第88回オールスターゲームが終わった翌々日、カブスがホワイトソックスの左腕キンタナを獲得した。球団の有望株リストNO.1のヒメネス外野手を含むマイナー選手計4人を一挙に放出しての補強劇だった。

闘いのゴングが鳴らされたも同然だった。今まで水面下で進んでいたノンウェイバー・トレード期限に向けた「有力選手の争奪戦」の始まりである。

ア・リーグ東地区の首位争いをしているレッドソックスとヤンキースは共に三塁手が欲しい。ヤンキースは一塁手も欲しい(両チームの三塁手OPSとヤンキースの一塁手OPSはリーグ下位)。レイズはすでに六月下旬、マーリンズのへチャバリア遊撃手を補強してワイルドカードはおろか、二強を食って地区優勝も狙える位置にいる。伝統的にあまり大きな補強はしない球団なので、レッドソックスとヤンキースの補強合戦をただ眺めているだけになるような気がする。

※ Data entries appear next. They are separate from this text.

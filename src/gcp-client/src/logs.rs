use async_trait::async_trait;
use chrono::Utc;
use common::SourceError;
use common::model::LogRecord;
use common::source::{LogQuery, LogSource};
use futures::{StreamExt, TryStreamExt};
use gcp_api::logging::{ListLogEntriesRequest, ListLogEntriesResponse, NEWEST_FIRST};

use crate::client::{GcpClient, quote, since, timestamp};
use crate::pager::{Page, paginate};

/// Largest page `entries.list` accepts
const MAX_PAGE_SIZE: usize = 1000;

/// Full resource name of a log. Names that are already qualified are kept,
/// short names are URL-encoded the way Cloud Logging stores them.
pub fn qualified_log_name(project_id: &str, log_name: &str) -> String {
    if log_name.starts_with("projects/") {
        log_name.to_string()
    } else {
        format!(
            "projects/{project_id}/logs/{}",
            log_name.replace('/', "%2F")
        )
    }
}

impl GcpClient {
    async fn log_entries_page(
        &self,
        request: &ListLogEntriesRequest,
        page_token: Option<String>,
    ) -> Result<Page<LogRecord>, SourceError> {
        let request = ListLogEntriesRequest {
            page_token,
            ..request.clone()
        };
        let resp: ListLogEntriesResponse =
            self.post(&self.logging_url("entries:list"), &request).await?;

        let items = resp.entries.into_iter().map(LogRecord::from).collect();
        Ok(Page::new(items, resp.next_page_token))
    }
}

#[async_trait]
impl LogSource for GcpClient {
    async fn recent(&self, query: &LogQuery) -> Result<Vec<LogRecord>, SourceError> {
        if query.limit == 0 {
            return Ok(Vec::new());
        }

        let log_name = qualified_log_name(self.project_id(), &query.log_name);
        let start = timestamp(since(Utc::now(), query.lookback));
        let request = ListLogEntriesRequest {
            resource_names: vec![self.project_resource()],
            filter: format!("logName = {} AND timestamp > {}", quote(&log_name), quote(&start)),
            order_by: NEWEST_FIRST.to_string(),
            page_size: Some(query.limit.min(MAX_PAGE_SIZE) as u32),
            page_token: None,
        };
        log::debug!("Listing log entries: filter={}", request.filter);

        let request = &request;
        let entries: Vec<LogRecord> = paginate(move |token| self.log_entries_page(request, token))
            .take(query.limit)
            .try_collect()
            .await?;

        log::debug!("Fetched {} entries from {log_name}", entries.len());
        Ok(entries)
    }
}

#[cfg(test)]
mod tests {
    use super::*;

    #[test]
    fn test_qualified_log_name() {
        assert_eq!(
            qualified_log_name("demo", "app"),
            "projects/demo/logs/app"
        );
        assert_eq!(
            qualified_log_name("demo", "cloudaudit.googleapis.com/activity"),
            "projects/demo/logs/cloudaudit.googleapis.com%2Factivity"
        );
        assert_eq!(
            qualified_log_name("demo", "projects/other/logs/app"),
            "projects/other/logs/app"
        );
    }
}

ア・リーグ中地区は昨季のリーグ王者インディアンスがスロースタートを乗り越えて、ようやく勢いを取り戻してきた。ところが先発ローテーションはエースのクルーバーとカラスコの二人だけが頼りで、大きな補強ポイントになっている。六月下旬まで首位に立っていた対抗馬ツインズ(メジャーリーグで働こう!<その2>参照)は、チームの得失点差がマイナス60なのに勝率5割以上をキープしながら2位につけている。伝統的に大補強するような球団ではないが先発投手陣を補強したいところだ。一か月前にはムスタカス三塁手、ホズマー一塁手、ケイン外野手、左腕バーガスら主力選手の放出組に回ると見られていたロイヤルズも現在は上位二強を猛追中。必要なのは裏ローテを守れるようなベテラン投手で、ツインズ同様、インディアンスより補強候補になる選手が多い。